Can a government minister, a leader of an elected government, elected according to the provisions of a Constitution, be dismissive of her/his Constitution? If the answer is yes then everyone, but everyone, must be afraid. If the answer is no, we are talking about unconstitutional declarations.
Pornographic? How quickly that word came up. And how revealing. Perhaps the meaning of pornography that comes immediately to mind is that which refers to the explicit display of sexual subjects to explicitly arouse the viewer sexually, and for the personal gain of the pornographer. This is clearly not the case in these photographs. They are moving, yes, in very, very different ways from what the Minister clearly thought.
This is a very touchy subject, but one issue about pornography is the way that it renders feminine and feminized subjects as the passive, mindless players in a script that cares nothing for them as people. Zaneli Muholi and Nandipha Mntambo produce caring, respectful, mindful images that are critically aesthetic. I don’t have to rehearse a long history of portrayals of bodies that have nothing to do with pornography even if they show the erotic (the erotic is not divorced from the aesthetic in the portraits I am thinking of, and that is why they are not reductive and pornographic).
Porno: from prostitute. Graphos: to write. To depict (only) the body vacated of all interiority that is not relevant to sex.
The images that Muholi and Mntambo create are explicitly caring of their subjects. They show love. And sexuality. Not simply sex. There is a difference. With due respect to the Minister, to reduce someone to sexual object alone is to misread.
While we are all invited to be viewers, as the artist is herself, not all viewers see pornographically. The risk that the artist and her subjects take is that she and they cannot predict or control the fact that some viewers only see women’s bodies as displayed for pleasure no matter what the artistic intent is, or that some viewers would only see the erotic and not the aesthetic.
Discrimination is pornographic in the extended usage of the term. The extended meaning pornography that is so often overlooked is the pornography of violence. Discrimination is violence because, outspoken, it has a purpose. Its purpose is to illicit or stimulate reaction and further discrimination. In the Minister’s case, such outspoken statements are clearly able to ’stimulate’ action even at a bureaucratic level as, according to The Times, some of the Minister’s remarks imply.
The Times reported the Minister as demanding to know why the exhibition “was not censored and why her department had contributed R300,000 to it” (let all of the participants be warned-there is no freedom of association, they are all implicated and that is the real unraveling power of discrimination; it cannot stop at one group, it can only begin to look at anyone associated with that group). Discrimination is pornographic because it incites social, political, unconstitutional violence.
And in a context in which homophobia has already targeted women who love women, the Minister’s statements are not simply unfortunate. They are downright dangerous. I say this name here and we should all inhale and have a moment’s silence: Eudy Simelane.
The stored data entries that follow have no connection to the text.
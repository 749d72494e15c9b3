//! Verifier configuration file support.
//!
//! Configuration is optional. Without a file the verifier runs with
//! [`VerifierConfig::default`], which is the 2% tolerance the planet table is
//! published against.

use serde::{Deserialize, Serialize};
use std::fs;
use std::path::Path;

use crate::error::{VerifyError, VerifyResult};

/// Verifier configuration from file.
#[derive(Debug, Clone, PartialEq, Default, Serialize, Deserialize)]
pub struct VerifierConfig {
    #[serde(default)]
    pub verification: VerificationSettings,
}

/// Settings that influence classification and rendering of check rows.
#[derive(Debug, Clone, PartialEq, Serialize, Deserialize)]
pub struct VerificationSettings {
    /// A row passes when its percent error is strictly below this value
    #[serde(default = "default_tolerance_percent")]
    pub tolerance_percent: f64,
    /// Prefix statuses with `✓` / `✗`
    #[serde(default = "default_symbols")]
    pub symbols: bool,
}

fn default_tolerance_percent() -> f64 {
    2.0
}

fn default_symbols() -> bool {
    true
}

impl Default for VerificationSettings {
    fn default() -> Self {
        Self {
            tolerance_percent: default_tolerance_percent(),
            symbols: default_symbols(),
        }
    }
}

impl VerifierConfig {
    /// Load verifier configuration from a TOML file.
    ///
    /// # Arguments
    /// * `path` - Path to the configuration file
    ///
    /// # Returns
    /// * `Ok(VerifierConfig)` if the file was read, parsed and validated
    /// * `Err(VerifyError::Config)` otherwise
    pub fn from_file<P: AsRef<Path>>(path: P) -> VerifyResult<Self> {
        let content = fs::read_to_string(path.as_ref()).map_err(|e| {
            VerifyError::Config(format!(
                "Failed to read config file {}: {}",
                path.as_ref().display(),
                e
            ))
        })?;

        log::debug!("Loaded config from {}", path.as_ref().display());
        Self::from_toml_str(&content)
    }

    /// Parse and validate configuration from TOML text.
    pub fn from_toml_str(content: &str) -> VerifyResult<Self> {
        let config: VerifierConfig = toml::from_str(content)?;
        config.validate()?;
        Ok(config)
    }

    /// Check that the settings describe a usable tolerance.
    pub fn validate(&self) -> VerifyResult<()> {
        let tolerance = self.verification.tolerance_percent;
        if !tolerance.is_finite() || tolerance <= 0.0 {
            return Err(VerifyError::Config(format!(
                "tolerance_percent must be a positive number, got {}",
                tolerance
            )));
        }
        Ok(())
    }

    /// Tolerance in percent below which a check row passes.
    pub fn tolerance_percent(&self) -> f64 {
        self.verification.tolerance_percent
    }
}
South Africa is preparing for the World Cup Soccer. Whether one is a fan of soccer or not, or a sports minded person or not, soccer has been described (by Achille Mbembe for one) as a sport that cuts across race, class, ethnic and, to some extent, gender boundaries. Bafana Bafana is hailed as a team that brings positive attention to South Africa.
Eudy Simelane’s team, Banyana Banyana, has represented South Africa internationally and South Africans were very happy to cheer them on and send them off under the flag. They play as South Africans, members of the nation that their parents worked to bring into being, and that they are proud to represent. Eudy Simelane played as a South African, as someone who helped bring positive attention to the nation in Cyprus, in Holland and they have their eye set on Germany 2011.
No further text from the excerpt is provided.